Fig 5. PHF-1 labeling of corpora amylacea within the hippocampus of the VaD brain.

(A): Representative bright-field DAB labeling from a VaD case utilizing the PHF-1 antibody illustrating staining in the hippocampus within NFTs. (B): High magnification of a single PHF-labeled NFT indicated the presence of small circular structures (arrows) of the same size and shape as CA in close proximity to the labeled neuron. (C): In this example, a PHF-labeled neuron appeared to exhibit intracellular inclusions that were of the same size and shape as identified CA (arrow). (D): Numerous CA labeled with PHF-1 were documented in plaque-rich regions within the hippocampal region of VaD cases. All scale bars represent 10 μm.

Fig 6. TauC3 co-localizes with early tangle markers in the VaD brain.

(A-C): Representative images from double-label immunofluorescence analysis in VaD utilizing the early pathological tau marker MC-1 (green, A) and TauC3 (red, B) with the overlap image shown in Panel C indicating co-localization of the two markers (yellow). (D-F): Representative double-label immunofluorescence experiment utilizing the early tangle phosphorylated marker, AT8 (green, D) and TauC3 (red, E) with the overlap image shown in Panel F. Strong co-localization between the two antibodies was observed in tangles, however, CA (arrow, E and F) labeled with TauC3 only. (G-I): Identical to Panels A-C except double-label was accomplished utilizing Tau46 (green, G), a C-terminal antibody to full-length tau. Note the distinct subcellular and fibrillary nature of the TauC3 antibody within the labeled neuron (H and I). (J-L): Identical to Panels G-I except the panels depict the labeling by Tau46 of CA (arrows, J) that were also labeled with TauC3 (K and L). All scale bars represent 10 μm.

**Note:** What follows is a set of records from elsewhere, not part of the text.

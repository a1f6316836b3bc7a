//! Reconnect backoff policy for the chat socket.
//!
//! Delays grow exponentially from one second and cap at thirty, with no
//! jitter. The attempt counter only resets on a successful open; a manual
//! reconnect after the budget is spent keeps the spent counter.

pub const BASE_DELAY_MS: u32 = 1_000;
pub const MAX_DELAY_MS: u32 = 30_000;
pub const MAX_ATTEMPTS: u32 = 5;

/// What the socket should do after an abnormal close.
#[derive(Debug, Clone, Copy, PartialEq, Eq)]
pub enum RetryDecision {
    /// Schedule another connection attempt.
    Retry { attempt: u32, delay_ms: u32 },
    /// The retry budget is spent; report failure once.
    GiveUp,
    /// Failure already reported; stay silent.
    Stop,
}

/// Tracks consecutive failed attempts between successful opens.
#[derive(Debug, Clone)]
pub struct ReconnectPolicy {
    attempts: u32,
    reported_failure: bool,
}

impl ReconnectPolicy {
    pub fn new() -> Self {
        Self {
            attempts: 0,
            reported_failure: false,
        }
    }

    /// Register one abnormal close and decide the follow-up.
    pub fn record_failure(&mut self) -> RetryDecision {
        if self.attempts >= MAX_ATTEMPTS {
            if self.reported_failure {
                RetryDecision::Stop
            } else {
                self.reported_failure = true;
                RetryDecision::GiveUp
            }
        } else {
            self.attempts += 1;
            RetryDecision::Retry {
                attempt: self.attempts,
                delay_ms: delay_for(self.attempts),
            }
        }
    }

    /// Called on a successful open; the next failure starts over.
    pub fn reset(&mut self) {
        self.attempts = 0;
        self.reported_failure = false;
    }

    /// Spend the whole budget silently. Used by manual disconnects so a
    /// straggling close event cannot schedule a retry.
    pub fn exhaust(&mut self) {
        self.attempts = MAX_ATTEMPTS;
        self.reported_failure = true;
    }

    pub fn attempts(&self) -> u32 {
        self.attempts
    }
}

impl Default for ReconnectPolicy {
    fn default() -> Self {
        Self::new()
    }
}

/// Delay before attempt `attempt` (1-based): `min(1000 * 2^(n-1), 30000)`.
pub fn delay_for(attempt: u32) -> u32 {
    let shift = attempt.saturating_sub(1).min(15);
    (BASE_DELAY_MS << shift).min(MAX_DELAY_MS)
}

#[cfg(test)]
mod tests {
    use super::*;

    #[test]
    fn delays_double_from_one_second() {
        assert_eq!(delay_for(1), 1_000);
        assert_eq!(delay_for(2), 2_000);
        assert_eq!(delay_for(3), 4_000);
        assert_eq!(delay_for(4), 8_000);
        assert_eq!(delay_for(5), 16_000);
    }

    #[test]
    fn delays_cap_at_thirty_seconds() {
        assert_eq!(delay_for(6), 30_000);
        assert_eq!(delay_for(60), 30_000);
    }

    #[test]
    fn five_failures_then_a_single_give_up() {
        let mut policy = ReconnectPolicy::new();
        for expected in 1..=MAX_ATTEMPTS {
            match policy.record_failure() {
                RetryDecision::Retry { attempt, delay_ms } => {
                    assert_eq!(attempt, expected);
                    assert_eq!(delay_ms, delay_for(expected));
                }
                other => panic!("expected retry, got {other:?}"),
            }
        }
        assert_eq!(policy.record_failure(), RetryDecision::GiveUp);
        assert_eq!(policy.record_failure(), RetryDecision::Stop);
        assert_eq!(policy.record_failure(), RetryDecision::Stop);
    }

    #[test]
    fn reset_restores_the_full_budget() {
        let mut policy = ReconnectPolicy::new();
        for _ in 0..MAX_ATTEMPTS {
            policy.record_failure();
        }
        assert_eq!(policy.record_failure(), RetryDecision::GiveUp);
        policy.reset();
        assert_eq!(
            policy.record_failure(),
            RetryDecision::Retry {
                attempt: 1,
                delay_ms: 1_000
            }
        );
    }

    #[test]
    fn exhaust_never_reports_failure() {
        let mut policy = ReconnectPolicy::new();
        policy.exhaust();
        assert_eq!(policy.record_failure(), RetryDecision::Stop);
        assert_eq!(policy.attempts(), MAX_ATTEMPTS);
    }
}
fn handle_open(weak: &Weak<RefCell<Inner>>, generation: u64) {
    let Some(inner) = weak.upgrade() else { return };
    if inner.borrow().generation != generation {
        return;
    }
    web_sys::console::log_1(&"WebSocket connected".into());
    {
        let mut state = inner.borrow_mut();

        let heartbeat_weak = weak.clone();
        state.heartbeat = Some(Interval::new(HEARTBEAT_INTERVAL_MS, move || {
            send_heartbeat(&heartbeat_weak);
        }));

        let ws = state.ws.clone();
        finish_open(&mut state, |raw| {
            if let Some(ws) = &ws {
                if ws.send_with_str(raw).is_err() {
                    web_sys::console::warn_1(&"queued frame send failed".into());
                }
            }
        });
    }
    emit_from(&inner, &SocketEvent::Connected);
}

fn send_heartbeat(weak: &Weak<RefCell<Inner>>) {
    let Some(inner) = weak.upgrade() else { return };
    let state = inner.borrow();
    if !state.connected {
        return;
    }
    if let Some(ws) = &state.ws {
        if let Ok(raw) = serde_json::to_string(&ClientFrame::Ping) {
            let _ = ws.send_with_str(&raw);
        }
    }
}

fn handle_message(weak: &Weak<RefCell<Inner>>, generation: u64, event: &MessageEvent) {
    let Some(inner) = weak.upgrade() else { return };
    if inner.borrow().generation != generation {
        return;
    }
    let Some(raw) = event.data().as_string() else {
        return;
    };
    match decode_frame(&raw) {
        // Heartbeat replies never reach listeners.
        Decoded::Frame(ServerFrame::Pong) => {}
        Decoded::Frame(frame) => emit_from(&inner, &SocketEvent::Frame(frame)),
        Decoded::Unknown(value) => {
            let tag = value
                .get("type")
                .and_then(serde_json::Value::as_str)
                .unwrap_or("<none>");
            web_sys::console::warn_1(&format!("unknown message type: {tag}").into());
            emit_from(&inner, &SocketEvent::Raw(raw));
        }
        Decoded::Text(text) => emit_from(&inner, &SocketEvent::Raw(text)),
    }
}

fn handle_error(weak: &Weak<RefCell<Inner>>, generation: u64, _event: &Event) {
    let Some(inner) = weak.upgrade() else { return };
    if inner.borrow().generation != generation {
        return;
    }
    web_sys::console::error_1(&"WebSocket error".into());
    emit_from(&inner, &SocketEvent::Error {
        message: "websocket error".to_string(),
    });
}

fn handle_close(weak: &Weak<RefCell<Inner>>, generation: u64, event: &CloseEvent) {
    let Some(inner) = weak.upgrade() else { return };
    let code = event.code();
    let reason = event.reason();
    web_sys::console::log_1(&format!("WebSocket closed: {code} {reason}").into());
    close_transition(&inner, generation, code, reason);
}

/// Tear down the connection state and decide on a reconnect. Close events
/// from a transport that has since been replaced are dropped; without the
/// generation check a straggling close would wipe the current handle.
fn close_transition(inner: &Rc<RefCell<Inner>>, generation: u64, code: u16, reason: String) {
    {
        let mut state = inner.borrow_mut();
        if state.generation != generation {
            return;
        }
        state.connected = false;
        state.ws = None;
        state.heartbeat = None;
    }
    emit_from(inner, &SocketEvent::Disconnected { code, reason });

    if code == NORMAL_CLOSE {
        return;
    }

    let decision = inner.borrow_mut().policy.record_failure();
    match decision {
        RetryDecision::Retry { attempt, delay_ms } => {
            web_sys::console::log_1(
                &format!("reconnecting in {delay_ms} ms (attempt {attempt})").into(),
            );
            let timer_weak = Rc::downgrade(inner);
            let timer = Timeout::new(delay_ms, move || {
                let Some(inner) = timer_weak.upgrade() else {
                    return;
                };
                inner.borrow_mut().retry = None;
                emit_from(&inner, &SocketEvent::Reconnecting { attempt });
                let socket = ChatSocket { inner };
                socket.connect();
            });
            inner.borrow_mut().retry = Some(timer);
        }
        RetryDecision::GiveUp => emit_from(inner, &SocketEvent::ReconnectFailed),
        RetryDecision::Stop => {}
    }
}
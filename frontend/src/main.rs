mod api;
mod app;
mod auth;
mod components;
mod config;
mod models;
mod notify;
mod pages;
mod routes;
mod socket;

#[cfg(test)]
mod api_test;
#[cfg(test)]
mod routes_test;

use app::App;
use models::app_state::AppState;
use yew::Renderer;
use yew::{Html, function_component, html};
use yewdux::Dispatch;
use yewdux::YewduxRoot;

#[function_component(SupportChatApp)]
fn support_chat_app() -> Html {
    let cx = yewdux::Context::new();
    Dispatch::<AppState>::new(&cx).set(AppState::default());

    html! {
        <YewduxRoot>
            <App />
        </YewduxRoot>
    }
}

fn main() {
    // Disable truncation of panic payloads to debug any panics
    std::panic::set_hook(Box::new(|info| {
        if let Some(s) = info.payload().downcast_ref::<String>() {
            web_sys::console::log_1(&format!("Panic: {s}").into());
        } else if let Some(s) = info.payload().downcast_ref::<&str>() {
            web_sys::console::log_1(&format!("Panic: {s}").into());
        } else {
            web_sys::console::log_1(&"Unknown panic".into());
        }
        if let Some(location) = info.location() {
            web_sys::console::log_1(
                &format!(
                    "  at {}:{}:{}",
                    location.file(),
                    location.line(),
                    location.column()
                )
                .into(),
            );
        }
    }));

    web_sys::console::log_1(&"Starting support chat".into());

    // Mount the app directly on the document body
    Renderer::<SupportChatApp>::with_root(
        web_sys::window()
            .unwrap()
            .document()
            .unwrap()
            .get_elements_by_tag_name("body")
            .item(0)
            .unwrap(),
    )
    .render();
}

Fig 7. Caspase-cleaved tau within neuritic plaques in the VaD brain.

(A and B): Representative bright-field microscopy showing TauC3 labeling of neuritic plaques at low-field (arrows, A) and at high magnification (arrow, B). (C-E): Representative immunofluorescence double labeling utilizing an anti-Aβ (clone 6E10) antibody (green, C), TauC3 (red, B), and the merged image (C) indicating co-localization of two markers (yellow, arrowheads). The arrow in Panel E reflects the labeling of a single NFT by TauC3 that is not labeled with the 6E10 antibody. (F-G): Identical to Panels C-E depicting labeling in an additional VaD case. All scale bars represent 10 μm except Panel A, which represents 50 μm.

Fig 8. Caspase-3 activation in the VaD brain.

(A-F): Representative immunofluorescence double labeling within the human VaD brain utilizing an antibody to active caspase-3 (green, Panels A and D) and TauC3 (red, Panels B and E), with the overlap images shown in Panels C and F. Labeling of active caspase-3 was evident within pretangles that co-localized with TauC3 (arrows, C). Co-localization of the two antibodies was also evident within plaques although TauC3 gave a much weaker fluorescence signal (F). In fibrillary NFTs only TauC3 was present (arrowhead, C and arrow, F). (G-I): Representative immunofluorescence double labeling with active caspase-3 (green, G) and the nuclear stain, DAPI (blue, H) indicating labeling within blood vessels of the VaD brain (I). Note the appearance of cuboid, elongated nuclei that typically define endothelial cell nuclei (arrows, H). All scale bars represent 10 μm.